- WHAT TO WORK ON:
Reproduce each line from the first in the data through the line that contains "an ingredient name." exactly; give nothing else.

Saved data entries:
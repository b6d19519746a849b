//! Recipe aggregate: a recipe owns its ingredient rows exclusively.

use std::fmt;

use serde::{Deserialize, Serialize};

/// Maximum length of a recipe title.
pub const RECIPE_TITLE_MAX: usize = 255;
/// Maximum length of an ingredient name.
pub const INGREDIENT_NAME_MAX: usize = 255;
/// Maximum length of an ingredient quantity.
pub const INGREDIENT_QUANTITY_MAX: usize = 255;

/// Validation errors for recipe submissions.
#[derive(Debug, Clone, PartialEq, Eq)]
pub enum RecipeValidationError {
    InvalidId,
    EmptyTitle,
    TitleTooLong { max: usize },
    EmptyIngredientName { index: usize },
    IngredientNameTooLong { index: usize, max: usize },
    QuantityTooLong { index: usize, max: usize },
}

impl RecipeValidationError {
    /// Name of the offending field, for error details.
    pub fn field(&self) -> String {
        match self {
            Self::InvalidId => "id".to_owned(),
            Self::EmptyTitle | Self::TitleTooLong { .. } => "title".to_owned(),
            Self::EmptyIngredientName { index } | Self::IngredientNameTooLong { index, .. } => {
                format!("ingredients[{index}].name")
            }
            Self::QuantityTooLong { index, .. } => format!("ingredients[{index}].quantity"),
        }
    }
}

impl fmt::Display for RecipeValidationError {
    fn fmt(&self, f: &mut fmt::Formatter<'_>) -> fmt::Result {
        match self {
            Self::InvalidId => write!(f, "recipe id must be a positive integer"),
            Self::EmptyTitle => write!(f, "recipe title must not be empty"),
            Self::TitleTooLong { max } => {
                write!(f, "recipe title must be at most {max} characters")
            }
            Self::EmptyIngredientName { index } => {
                write!(f, "ingredient {index} must have a name")
            }
            Self::IngredientNameTooLong { index, max } => {
                write!(f, "ingredient {index} name must be at most {max} characters")
            }
            Self::QuantityTooLong { index, max } => {
                write!(f, "ingredient {index} quantity must be at most {max} characters")
            }
        }
    }
}

impl std::error::Error for RecipeValidationError {}

macro_rules! positive_id {
    ($(#[$meta:meta])* $name:ident) => {
        $(#[$meta])*
        #[derive(
            Debug, Clone, Copy, PartialEq, Eq, Hash, PartialOrd, Ord, Serialize, Deserialize,
        )]
        #[serde(try_from = "i64", into = "i64")]
        pub struct $name(i64);

        impl $name {
            /// Validate and wrap a raw identifier.
            pub fn new(raw: i64) -> Result<Self, RecipeValidationError> {
                if raw <= 0 {
                    return Err(RecipeValidationError::InvalidId);
                }
                Ok(Self(raw))
            }

            /// Raw numeric value.
            pub fn get(self) -> i64 {
                self.0
            }
        }

        impl TryFrom<i64> for $name {
            type Error = RecipeValidationError;

            fn try_from(value: i64) -> Result<Self, Self::Error> {
                Self::new(value)
            }
        }

        impl From<$name> for i64 {
            fn from(value: $name) -> Self {
                value.0
            }
        }

        impl fmt::Display for $name {
            fn fmt(&self, f: &mut fmt::Formatter<'_>) -> fmt::Result {
                write!(f, "{}", self.0)
            }
        }
    };
}

positive_id! {
    /// Store-assigned recipe identifier.
    RecipeId
}

positive_id! {
    /// Store-assigned ingredient identifier.
    IngredientId
}

/// Persisted ingredient row.
#[derive(Debug, Clone, PartialEq, Eq, Serialize)]
pub struct Ingredient {
    pub id: IngredientId,
    pub name: String,
    pub quantity: String,
}

/// Persisted recipe with its ingredients.
#[derive(Debug, Clone, PartialEq, Eq, Serialize)]
pub struct Recipe {
    pub id: RecipeId,
    pub title: String,
    pub description: String,
    pub ingredients: Vec<Ingredient>,
}

/// Client-submitted ingredient.
///
/// `id` is `None` for rows the client considers new. Ids that do not belong
/// to the recipe being written are treated as new as well.
#[derive(Debug, Clone, PartialEq, Eq)]
pub struct IngredientDraft {
    pub id: Option<IngredientId>,
    pub name: String,
    pub quantity: String,
}

impl IngredientDraft {
    /// Build a draft from raw input; zero, negative or absent ids mean "new".
    pub fn new(id: Option<i64>, name: impl Into<String>, quantity: impl Into<String>) -> Self {
        Self {
            id: id.and_then(|raw| IngredientId::new(raw).ok()),
            name: name.into(),
            quantity: quantity.into(),
        }
    }

    /// Whether the draft matches a persisted row field for field.
    pub fn matches(&self, ingredient: &Ingredient) -> bool {
        self.name == ingredient.name && self.quantity == ingredient.quantity
    }
}

/// Validated recipe submission used for both create and update.
///
/// # Examples
/// ```
/// use food_api::domain::{IngredientDraft, RecipeDraft};
///
/// let draft = RecipeDraft::new(
///     "Pancakes",
///     "Mix and fry.",
///     vec![IngredientDraft::new(None, "flour", "200 g")],
/// )
/// .expect("valid recipe");
/// assert_eq!(draft.title(), "Pancakes");
/// assert_eq!(draft.ingredients().len(), 1);
/// ```
#[derive(Debug, Clone, PartialEq, Eq)]
pub struct RecipeDraft {
    title: String,
    description: String,
    ingredients: Vec<IngredientDraft>,
}

impl RecipeDraft {
    /// Validate the submission. Titles and ingredient names are trimmed.
    pub fn new(
        title: impl AsRef<str>,
        description: impl Into<String>,
        ingredients: Vec<IngredientDraft>,
    ) -> Result<Self, RecipeValidationError> {
        let title = title.as_ref().trim();
        if title.is_empty() {
            return Err(RecipeValidationError::EmptyTitle);
        }
        if title.chars().count() > RECIPE_TITLE_MAX {
            return Err(RecipeValidationError::TitleTooLong {
                max: RECIPE_TITLE_MAX,
            });
        }

        let ingredients = ingredients
            .into_iter()
            .enumerate()
            .map(|(index, draft)| validate_ingredient(index, draft))
            .collect::<Result<Vec<_>, _>>()?;

        Ok(Self {
            title: title.to_owned(),
            description: description.into(),
            ingredients,
        })
    }

    pub fn title(&self) -> &str {
        self.title.as_str()
    }

    pub fn description(&self) -> &str {
        self.description.as_str()
    }

    pub fn ingredients(&self) -> &[IngredientDraft] {
        &self.ingredients
    }
}

fn validate_ingredient(
    index: usize,
    draft: IngredientDraft,
) -> Result<IngredientDraft, RecipeValidationError> {
    let name = draft.name.trim();
    if name.is_empty() {
        return Err(RecipeValidationError::EmptyIngredientName { index });
    }
    if name.chars().count() > INGREDIENT_NAME_MAX {
        return Err(RecipeValidationError::IngredientNameTooLong {
            index,
            max: INGREDIENT_NAME_MAX,
        });
    }
    if draft.quantity.chars().count() > INGREDIENT_QUANTITY_MAX {
        return Err(RecipeValidationError::QuantityTooLong {
            index,
            max: INGREDIENT_QUANTITY_MAX,
        });
    }
    Ok(IngredientDraft {
        id: draft.id,
        name: name.to_owned(),
        quantity: draft.quantity,
    })
}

- COMPLETED TASK:
repository b6d19519746a849b
//! Recipe aggregate: a recipe owns its ingredient rows exclusively.

use std::fmt;

use serde::{Deserialize, Serialize};

/// Maximum length of a recipe title.
pub const RECIPE_TITLE_MAX: usize = 255;
/// Maximum length of an ingredient name.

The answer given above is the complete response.